* **THE TASK**
What lines of the data below hold "other"? Show them.

(Saved entries)
##############################

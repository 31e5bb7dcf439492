//! Mock authentication over the `users` collection.
//!
//! Accounts are plain documents in `users/{uid}`. Password sign-in scans
//! that collection for a matching email and password hash; registration and
//! provider sign-in write a new user document. No tokens, no network.

use std::fmt;
use std::str::FromStr;
use std::sync::{Arc, Mutex, MutexGuard, OnceLock};

use chrono::Utc;
use regex::Regex;
use serde::{Deserialize, Serialize};
use serde_json::{json, Value};
use ulid::Ulid;

use crate::error::{Error, Result};
use crate::listeners::{ListenerSet, Subscription};
use crate::store::{
    collection, doc, order_by, where_field, Direction, DocumentStore, Fields, SetOptions, WhereOp,
};
use crate::task::format_timestamp;

pub const USERS_COLLECTION: &str = "users";
pub const MIN_PASSWORD_LEN: usize = 6;

const GOOGLE_EMAIL: &str = "user@gmail.com";
const GOOGLE_DISPLAY_NAME: &str = "Google User";
const GOOGLE_PHOTO_URL: &str = "https://via.placeholder.com/100";

/// The signed-in account.
#[derive(Debug, Clone, PartialEq, Serialize, Deserialize)]
#[serde(rename_all = "camelCase")]
pub struct User {
    pub uid: String,
    pub email: String,
    #[serde(default, skip_serializing_if = "Option::is_none")]
    pub display_name: Option<String>,
    #[serde(default, skip_serializing_if = "Option::is_none")]
    pub photo_url: Option<String>,
    pub provider: String,
}

impl User {
    /// Display name, falling back to the local part of the email.
    pub fn label(&self) -> &str {
        self.display_name
            .as_deref()
            .filter(|name| !name.trim().is_empty())
            .unwrap_or_else(|| email_local_part(&self.email))
    }
}

/// Federated sign-in providers.
#[derive(Debug, Clone, Copy, PartialEq, Eq)]
pub enum Provider {
    Google,
}

impl fmt::Display for Provider {
    fn fmt(&self, f: &mut fmt::Formatter<'_>) -> fmt::Result {
        match self {
            Provider::Google => f.write_str("google"),
        }
    }
}

impl FromStr for Provider {
    type Err = Error;

    fn from_str(s: &str) -> Result<Self> {
        match s.trim().to_ascii_lowercase().as_str() {
            "google" | "google.com" => Ok(Provider::Google),
            other => Err(Error::InvalidArgument(format!(
                "unsupported sign-in provider '{other}'"
            ))),
        }
    }
}

fn email_regex() -> &'static Regex {
    static EMAIL: OnceLock<Regex> = OnceLock::new();
    EMAIL.get_or_init(|| Regex::new(r"^[^\s@]+@[^\s@]+\.[^\s@]+$").expect("email regex compiles"))
}

pub fn is_valid_email(email: &str) -> bool {
    email_regex().is_match(email)
}

/// At least one ASCII letter and one digit.
pub fn is_strong_password(password: &str) -> bool {
    password.chars().any(|c| c.is_ascii_alphabetic()) && password.chars().any(|c| c.is_ascii_digit())
}

/// Stored password digest: blake3 of `email:password`, email lowercased.
pub fn hash_password(email: &str, password: &str) -> String {
    let material = format!("{}:{}", normalize_email(email), password);
    blake3::hash(material.as_bytes()).to_hex().to_string()
}

fn normalize_email(email: &str) -> String {
    email.trim().to_lowercase()
}

fn email_local_part(email: &str) -> &str {
    email.split('@').next().unwrap_or(email)
}

fn fields(value: Value) -> Fields {
    match value {
        Value::Object(map) => map,
        _ => Fields::new(),
    }
}

fn provider_user(uid: String, provider: Provider) -> User {
    User {
        uid,
        email: GOOGLE_EMAIL.to_string(),
        display_name: Some(GOOGLE_DISPLAY_NAME.to_string()),
        photo_url: Some(GOOGLE_PHOTO_URL.to_string()),
        provider: provider.to_string(),
    }
}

##############################

* **YOUR RESPONSE**
            other => Err(Error::InvalidArgument(format!(
                "unsupported sign-in provider '{other}'"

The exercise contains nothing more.